Bodo.ai, a parallel compute platform for data workloads, is developing a compiler to make Python portable and efficient across multiple hardware platforms. It announced Wednesday a $14 million Series A funding round led by Dell Technologies Capital.
Python is one of the top programming languages used among artificial intelligence and machine learning developers and data scientists, but as Behzad Nasre, co-founder and CEO of Bodo.ai, points out, it is challenging to use when handling large-scale data.
Bodo.ai, headquartered in San Francisco, was founded in 2019 by Nasre and Ehsan Totoni, CTO, to make Python higher performing and production ready. Nasre, who had a long career at Intel before starting Bodo, met Totoni and learned about the project that he was working on to democratize machine learning and enable parallel learning for everyone. Parallelization is the only way to extend Moore’s Law, Nasre told TechCrunch.
Bodo does this via a compiler technology that automates the parallelization so that data and ML developers don’t have to use new libraries, APIs or rewrite Python into other programming languages or graphics processing unit code to achieve scalability. Its technology is being used to make data analytics tools in real time and is being used across industries like financial, telecommunications, retail and manufacturing.

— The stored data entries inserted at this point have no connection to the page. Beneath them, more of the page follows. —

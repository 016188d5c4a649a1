//! Coil excitation tables.
//!
//! One full electrical cycle is four half-steps. Running the forward
//! table in ascending order turns the shaft one way; the reverse table
//! is the same cycle read backwards.

use embedded_hal::digital::PinState::{self, High, Low};

/// Levels applied simultaneously to the four coil pins.
#[derive(Debug, Clone, Copy, PartialEq, Eq)]
#[cfg_attr(feature = "defmt", derive(defmt::Format))]
pub struct CoilPattern(pub [PinState; 4]);

impl CoilPattern {
    /// Build a pattern from booleans (`true` = HIGH).
    pub const fn from_bits(bits: [bool; 4]) -> Self {
        const fn level(b: bool) -> PinState {
            if b {
                High
            } else {
                Low
            }
        }
        CoilPattern([level(bits[0]), level(bits[1]), level(bits[2]), level(bits[3])])
    }

    /// Level for coil `index` (0..4).
    #[inline]
    pub fn level(&self, index: usize) -> PinState {
        self.0[index]
    }

    /// Levels in coil order.
    #[inline]
    pub fn levels(&self) -> &[PinState; 4] {
        &self.0
    }

    /// True when no coil is energized.
    pub fn is_released(&self) -> bool {
        self.0.iter().all(|l| *l == Low)
    }
}

/// Fixed four-entry table of coil patterns indexed by phase.
#[derive(Debug, Clone, Copy, PartialEq, Eq)]
pub struct PhaseTable([CoilPattern; 4]);

impl PhaseTable {
    /// Number of phases in one electrical cycle.
    pub const PHASES: usize = 4;

    /// Create a table from four patterns in phase order.
    pub const fn new(patterns: [CoilPattern; 4]) -> Self {
        Self(patterns)
    }

    /// Same cycle, read in the opposite order.
    pub const fn reversed(&self) -> Self {
        Self([self.0[3], self.0[2], self.0[1], self.0[0]])
    }

    /// Pattern for a phase index. Indices wrap modulo four.
    #[inline]
    pub fn get(&self, phase: usize) -> CoilPattern {
        self.0[phase % Self::PHASES]
    }

    /// Pattern for an absolute half-step position.
    #[inline]
    pub fn at_position(&self, position: i64) -> CoilPattern {
        self.0[Self::phase_of(position)]
    }

    /// Phase index of an absolute position, always in `0..4`.
    #[inline]
    pub fn phase_of(position: i64) -> usize {
        position.rem_euclid(Self::PHASES as i64) as usize
    }

    /// Iterate patterns in phase order.
    pub fn iter(&self) -> impl Iterator<Item = &CoilPattern> {
        self.0.iter()
    }
}

/// Forward excitation cycle.
pub const FORWARD_SEQUENCE: PhaseTable = PhaseTable::new([
    CoilPattern([Low, High, High, Low]),
    CoilPattern([Low, High, Low, High]),
    CoilPattern([High, Low, Low, High]),
    CoilPattern([High, Low, High, Low]),
]);

/// Backward excitation cycle: `REVERSE_SEQUENCE[i] == FORWARD_SEQUENCE[3 - i]`.
pub const REVERSE_SEQUENCE: PhaseTable = FORWARD_SEQUENCE.reversed();

/// All coils off.
pub const STOP_PATTERN: CoilPattern = CoilPattern([Low; 4]);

“For the AI revolution to happen, developers have to be able to write code in simple Python, and that high-performance capability will open new doors,” Totoni said. “Right now, they rely on specialists to rewrite them, and that is not efficient.”
Joining Dell in the round were Uncorrelated Ventures, Fusion Fund and Candou Ventures. Including the new funding, Bodo has raised $14 million in total. The company went after Series A dollars after its product had matured and there was good traction with customers, prompting Bodo to want to scale quicker, Nasre said.
Nasre feels Dell Technologies Capital was “uniquely positioned to help us in terms of reserves and the role they play in the enterprise at large, which is to have the most effective salesforce in enterprise.”
Though he was already familiar with Nasre, Daniel Docter, managing director at Dell Technologies, heard about Bodo from a data scientist friend who told Docter that Bodo’s preliminary results “were amazing.”
Much of Dell’s investments are in the early-stage and in deep tech founders that understand the problem. Docter puts Totoni and Nasre in that category.
“Ehsan fits this perfectly, he has super deep technology knowledge and went out specifically to solve the problem,” he added. “Behzad, being from Intel, saw and lived with the problem, especially seeing Hadoop fail and Spark take its place.”
Meanwhile, with the new funding, Nasre intends to triple the size of the team and invest in R&D to build and scale the company. It will also be developing a marketing and sales team.
The company is now shifting from financing to customer- and revenue-focused as it aims to drive up adoption by the Python community.
“Our technology can translate simple code into the fast code that the experts will try,” Totoni said. “I joined Intel Labs to work on the problem, and we think we have the first solution that will democratize machine learning for developers and data scientists. Now, they have to hand over Python code to specialists who rewrite it for tools. Bodo is a new type of compiler technology that democratizes AI.”